*** Given data ***

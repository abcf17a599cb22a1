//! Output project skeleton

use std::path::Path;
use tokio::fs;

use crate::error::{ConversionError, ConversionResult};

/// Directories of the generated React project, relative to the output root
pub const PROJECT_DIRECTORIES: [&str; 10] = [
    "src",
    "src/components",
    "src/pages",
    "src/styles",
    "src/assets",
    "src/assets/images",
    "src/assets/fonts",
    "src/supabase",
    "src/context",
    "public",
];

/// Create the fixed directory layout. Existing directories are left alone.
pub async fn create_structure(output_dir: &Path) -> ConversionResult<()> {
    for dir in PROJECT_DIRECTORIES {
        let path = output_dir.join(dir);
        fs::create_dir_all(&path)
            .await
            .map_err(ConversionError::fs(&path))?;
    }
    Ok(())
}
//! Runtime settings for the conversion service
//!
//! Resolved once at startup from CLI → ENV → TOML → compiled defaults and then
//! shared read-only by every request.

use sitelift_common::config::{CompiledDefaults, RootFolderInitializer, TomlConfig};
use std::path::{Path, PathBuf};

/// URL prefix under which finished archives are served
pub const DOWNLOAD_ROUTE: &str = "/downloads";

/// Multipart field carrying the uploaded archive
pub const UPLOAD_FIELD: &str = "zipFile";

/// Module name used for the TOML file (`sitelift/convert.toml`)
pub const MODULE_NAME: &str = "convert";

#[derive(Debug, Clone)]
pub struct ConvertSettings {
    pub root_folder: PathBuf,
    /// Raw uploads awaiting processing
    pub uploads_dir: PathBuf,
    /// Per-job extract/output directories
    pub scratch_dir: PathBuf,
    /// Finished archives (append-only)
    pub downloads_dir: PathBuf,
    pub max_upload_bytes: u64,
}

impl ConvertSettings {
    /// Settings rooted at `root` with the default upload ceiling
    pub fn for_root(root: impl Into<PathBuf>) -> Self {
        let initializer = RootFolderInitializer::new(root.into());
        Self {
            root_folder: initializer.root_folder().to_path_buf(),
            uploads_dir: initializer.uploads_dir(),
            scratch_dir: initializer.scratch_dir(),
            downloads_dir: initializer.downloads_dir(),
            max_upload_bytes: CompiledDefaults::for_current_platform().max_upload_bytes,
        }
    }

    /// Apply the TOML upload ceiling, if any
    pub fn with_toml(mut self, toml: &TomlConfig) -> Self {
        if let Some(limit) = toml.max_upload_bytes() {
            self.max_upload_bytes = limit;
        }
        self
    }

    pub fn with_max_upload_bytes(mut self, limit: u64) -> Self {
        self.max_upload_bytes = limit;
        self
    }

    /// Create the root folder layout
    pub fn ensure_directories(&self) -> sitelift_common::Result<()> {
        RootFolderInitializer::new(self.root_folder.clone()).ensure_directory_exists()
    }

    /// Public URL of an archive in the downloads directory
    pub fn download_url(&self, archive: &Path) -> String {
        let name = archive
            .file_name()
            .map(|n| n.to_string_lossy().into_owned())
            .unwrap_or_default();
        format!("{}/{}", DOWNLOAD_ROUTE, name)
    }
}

*** End of Given data ***

**Task brief:** Reproduce all of the data exactly as given.

**Output:**
repository abcf17a599cb22a1
//! Output project skeleton

use std::path::Path;
use tokio::fs;

use crate::error::{ConversionError, ConversionResult};

/// Directories of the generated React project, relative to the output root
pub const PROJECT_DIRECTORIES: [&str; 10] = [
    "src",
    "src/components",
    "src/pages",
    "src/styles",
    "src/assets",
    "src/assets/images",
    "src/assets/fonts",
    "src/supabase",
    "src/context",
    "public",
];

/// Create the fixed directory layout. Existing directories are left alone.
pub async fn create_structure(output_dir: &Path) -> ConversionResult<()> {
    for dir in PROJECT_DIRECTORIES {
        let path = output_dir.join(dir);
        fs::create_dir_all(&path)
            .await
            .map_err(ConversionError::fs(&path))?;
    }
    Ok(())
}
//! Runtime settings for the conversion service
//!
//! Resolved once at startup from CLI → ENV → TOML → compiled defaults and then
//! shared read-only by every request.

use sitelift_common::config::{CompiledDefaults, RootFolderInitializer, TomlConfig};
use std::path::{Path, PathBuf};

/// URL prefix under which finished archives are served
pub const DOWNLOAD_ROUTE: &str = "/downloads";

/// Multipart field carrying the uploaded archive
pub const UPLOAD_FIELD: &str = "zipFile";

/// Module name used for the TOML file (`sitelift/convert.toml`)
pub const MODULE_NAME: &str = "convert";

#[derive(Debug, Clone)]
pub struct ConvertSettings {
    pub root_folder: PathBuf,
    /// Raw uploads awaiting processing
    pub uploads_dir: PathBuf,
    /// Per-job extract/output directories
    pub scratch_dir: PathBuf,
    /// Finished archives (append-only)
    pub downloads_dir: PathBuf,
    pub max_upload_bytes: u64,
}

impl ConvertSettings {
    /// Settings rooted at `root` with the default upload ceiling
    pub fn for_root(root: impl Into<PathBuf>) -> Self {
        let initializer = RootFolderInitializer::new(root.into());
        Self {
            root_folder: initializer.root_folder().to_path_buf(),
            uploads_dir: initializer.uploads_dir(),
            scratch_dir: initializer.scratch_dir(),
            downloads_dir: initializer.downloads_dir(),
            max_upload_bytes: CompiledDefaults::for_current_platform().max_upload_bytes,
        }
    }

    /// Apply the TOML upload ceiling, if any
    pub fn with_toml(mut self, toml: &TomlConfig) -> Self {
        if let Some(limit) = toml.max_upload_bytes() {
            self.max_upload_bytes = limit;
        }
        self
    }

    pub fn with_max_upload_bytes(mut self, limit: u64) -> Self {
        self.max_upload_bytes = limit;
        self
    }

    /// Create the root folder layout
    pub fn ensure_directories(&self) -> sitelift_common::Result<()> {
        RootFolderInitializer::new(self.root_folder.clone()).ensure_directory_exists()
    }

    /// Public URL of an archive in the downloads directory
    pub fn download_url(&self, archive: &Path) -> String {
        let name = archive
            .file_name()
            .map(|n| n.to_string_lossy().into_owned())
            .unwrap_or_default();
        format!("{}/{}", DOWNLOAD_ROUTE, name)
    }
}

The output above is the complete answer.